Attacking a Melbourne restaurant does nothing for peace in the Middle East
A group of about 20 people – some wearing the Palestinian keffiyeh – threw food, upended tables, and smashed glasses and a window at Miznon restaurant in busy Hardware Lane, terrifying customers and staff, few of whom are Israeli.
Is this who we are in Melbourne, a place that people come to escape conflict, to find peace and to celebrate diversity? Is it not safe to go out for cauliflower and sweet potato?
I am Jewish, the daughter of a Holocaust survivor and, as I've realised since October 2023, I carry the trauma of broken glass and hateful slogans and sudden, violent disruption. My cells shrink inside me and I feel paralysed, as though fear has frozen my bones.
As a food writer, it's Melbourne's cultural richness that I love most. I eat Congolese fufu and Persian soup and Chinese noodles and Colombian biscuits, learning and drawing closer to culture and shared humanity. I celebrate restaurants as places of gathering and welcome, proving every day we can find similarities in all our differences.
At Miznon, simple ingredients are cooked with care and served with joy. When I interviewed the restaurant group's Israeli founder, Eyal Shani, as the restaurant opened in 2017, he told me about the mission to source the perfect pita.
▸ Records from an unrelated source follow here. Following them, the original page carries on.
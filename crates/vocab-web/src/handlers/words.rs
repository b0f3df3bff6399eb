//! Word-list views and the `known` toggle.
//!
//! The three list routes differ only in the [`WordList`] they request; they
//! share [`word_list`] for the fetch-owner, fetch-words, drop-known sequence.

use axum::{
  Json,
  extract::{Path, State},
};
use serde::Serialize;
use uuid::Uuid;
use vocab_core::{
  store::CorpusStore,
  word::Word,
  wordlist::{ListOwner, WordInWork, WordList, skip_known},
};

use crate::{AppState, Error, Result};

#[derive(Debug, Serialize)]
pub struct WordListResponse {
  pub heading: &'static str,
  /// `None` for lists scoped to an author.
  pub title:   Option<String>,
  pub author:  String,
  pub words:   Vec<WordInWork>,
}

async fn word_list<S>(
  state: &AppState<S>,
  list: WordList,
  id: Uuid,
  drop_known: bool,
) -> Result<Json<WordListResponse>>
where
  S: CorpusStore,
{
  let (title, author) = match list.owner() {
    ListOwner::Work => {
      let work = state
        .store
        .get_work(id)
        .await
        .map_err(Error::store)?
        .ok_or_else(|| Error::NotFound(format!("work {id}")))?;
      (Some(work.title), work.author_name)
    }
    ListOwner::Author => {
      let author = state
        .store
        .get_author(id)
        .await
        .map_err(Error::store)?
        .ok_or_else(|| Error::NotFound(format!("author {id}")))?;
      (None, author.name)
    }
  };

  let mut words = state.store.word_list(list, id).await.map_err(Error::store)?;
  if drop_known {
    words = skip_known(words);
  }

  Ok(Json(WordListResponse { heading: list.heading(), title, author, words }))
}

/// `GET /frequency-list/{id}/{skip_known}`
pub async fn frequency_by_work<S>(
  State(state): State<AppState<S>>,
  Path((id, drop_known)): Path<(Uuid, bool)>,
) -> Result<Json<WordListResponse>>
where
  S: CorpusStore,
{
  word_list(&state, WordList::FrequencyByWork, id, drop_known).await
}

/// `GET /frequency-list-author/{id}/{skip_known}`
pub async fn frequency_by_author<S>(
  State(state): State<AppState<S>>,
  Path((id, drop_known)): Path<(Uuid, bool)>,
) -> Result<Json<WordListResponse>>
where
  S: CorpusStore,
{
  word_list(&state, WordList::FrequencyByAuthor, id, drop_known).await
}

/// `GET /glossary/{id}/{skip_known}`
pub async fn glossary_by_work<S>(
  State(state): State<AppState<S>>,
  Path((id, drop_known)): Path<(Uuid, bool)>,
) -> Result<Json<WordListResponse>>
where
  S: CorpusStore,
{
  word_list(&state, WordList::GlossaryByWork, id, drop_known).await
}

/// `POST /toggle-known-status/{id}`
pub async fn toggle_known<S>(
  State(state): State<AppState<S>>,
  Path(id): Path<Uuid>,
) -> Result<Json<Word>>
where
  S: CorpusStore,
{
  let word = state
    .store
    .toggle_known(id)
    .await
    .map_err(Error::store)?
    .ok_or_else(|| Error::NotFound(format!("word {id}")))?;
  tracing::debug!(word_id = %id, known = word.known, "toggled known status");
  Ok(Json(word))
}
He discovered a local Turkish baker and was delighted that a Jew and Muslim worked together for weeks to create the perfect bread pocket. 'We changed the whole recipe for his wood oven,' he marvelled. 'We discovered each pita has a birthmark from fire, each one is unique and its own creation. In the end I have a better pita in Melbourne than I have in Israel.'
Miznon's two Melbourne restaurants – there is another in Collingwood – are part of an international hospitality group, part-owned by Israeli businessman Shahar Segal. Segal is also a spokesman for Gaza Humanitarian Foundation, a food aid group backed by Israel and the US which has been widely criticised for its lack of impartiality and using aid as leverage.